**HOW TO COMPLETE THIS TASK**
Each line below with the word "merged" needs to be copied.

**EXERCISE MATERIAL**
###
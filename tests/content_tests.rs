// tests/content_tests.rs

use milo_cms::models::{
    faq::default_faqs,
    signup::CreateSignupRequest,
    feature::{DEFAULT_ICON, Feature, FeatureCard, default_features},
    settings::{
        AdminSettings, DEFAULT_POSTER, DEFAULT_VIDEO_RATIO, SaveSettingsRequest, SettingsRow,
        SiteSettings, guess_video_mime,
    },
};
use validator::Validate;

#[test]
fn video_mime_follows_extension() {
    assert_eq!(guess_video_mime("https://cdn.example.com/teaser.webm"), "video/webm");
    assert_eq!(guess_video_mime("https://cdn.example.com/teaser.OGV"), "video/ogg");
    assert_eq!(guess_video_mime("/teaser.ogg?v=2"), "video/ogg");
    assert_eq!(guess_video_mime("/teaser.mov?token=a.webm"), "video/quicktime");
    assert_eq!(guess_video_mime("/teaser.mp4"), "video/mp4");
    assert_eq!(guess_video_mime(""), "video/mp4");
}

#[test]
fn site_settings_fall_back_to_defaults() {
    let settings = SiteSettings::from_row(None);

    assert_eq!(settings.brand, "Coach Milo");
    assert_eq!(settings.hero_image_mode, "inline");
    assert_eq!(settings.teaser_video_url, "");
    assert_eq!(settings.teaser_video_poster_url, DEFAULT_POSTER);
    assert_eq!(settings.teaser_video_ratio, DEFAULT_VIDEO_RATIO);
}

#[test]
fn site_settings_prefer_stored_values() {
    let settings = SiteSettings::from_row(Some(SettingsRow {
        id: 1,
        hero_image_mode: Some("url".to_string()),
        hero_image_url: Some("https://cdn.example.com/hero.png".to_string()),
        teaser_video_url: Some(" https://cdn.example.com/teaser.webm ".to_string()),
        teaser_video_poster_url: Some("   ".to_string()),
        teaser_video_ratio: Some("9:16".to_string()),
    }));

    assert_eq!(settings.hero_image_mode, "url");
    assert_eq!(settings.teaser_video_url, "https://cdn.example.com/teaser.webm");
    assert_eq!(settings.teaser_video_mime, "video/webm");
    assert_eq!(settings.teaser_video_poster_url, DEFAULT_POSTER);
    assert_eq!(settings.teaser_video_ratio, "9:16");
}

#[test]
fn admin_settings_merge_row_defaults() {
    let merged = AdminSettings::merge(None);

    assert_eq!(merged.id, 1);
    assert_eq!(merged.hero_image_mode, "url");
    assert_eq!(merged.hero_image_url, "");
    assert_eq!(merged.teaser_video_ratio, DEFAULT_VIDEO_RATIO);
}

#[test]
fn saved_settings_store_empty_urls_as_null() {
    let request: SaveSettingsRequest = serde_json::from_value(serde_json::json!({
        "hero_image_url": "",
        "teaser_video_url": "https://cdn.example.com/teaser.mp4",
        "teaser_video_ratio": ""
    }))
    .unwrap();
    assert!(request.validate().is_ok());

    let row = request.into_row();

    assert_eq!(row.id, 1);
    assert_eq!(row.hero_image_mode.as_deref(), Some("url"));
    assert_eq!(row.hero_image_url, None);
    assert_eq!(row.teaser_video_url.as_deref(), Some("https://cdn.example.com/teaser.mp4"));
    assert_eq!(row.teaser_video_ratio.as_deref(), Some(DEFAULT_VIDEO_RATIO));
}

#[test]
fn saved_settings_reject_relative_urls() {
    let request: SaveSettingsRequest = serde_json::from_value(serde_json::json!({
        "hero_image_url": "not a url"
    }))
    .unwrap();

    assert!(request.validate().is_err());
}

#[test]
fn feature_without_icon_gets_default() {
    let card = FeatureCard::from(Feature {
        id: 7,
        title: "Coach".to_string(),
        body: "Body".to_string(),
        icon: None,
        position: 1,
        published: true,
        created_at: chrono::Utc::now(),
    });

    assert_eq!(card.id, "7");
    assert_eq!(card.icon, DEFAULT_ICON);
}

#[test]
fn built_in_content_is_available() {
    assert_eq!(default_features().len(), 3);
    assert!(default_features().iter().all(|f| !f.icon.is_empty()));
    assert!(!default_faqs().is_empty());
}

#[test]
fn signup_email_is_trimmed_before_validation() {
    let request: CreateSignupRequest = serde_json::from_value(serde_json::json!({
        "email": "  athlete@example.com ",
        "consent": true
    }))
    .unwrap();

    let request = request.normalized();

    assert!(request.validate().is_ok());
    assert_eq!(request.email, "athlete@example.com");
    assert_eq!(request.goal, "Hypertrophie");
}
###
**WRITTEN RESPONSE**
    let merged = AdminSettings::merge(None);
    assert_eq!(merged.id, 1);
    assert_eq!(merged.hero_image_mode, "url");
    assert_eq!(merged.hero_image_url, "");
    assert_eq!(merged.teaser_video_ratio, DEFAULT_VIDEO_RATIO);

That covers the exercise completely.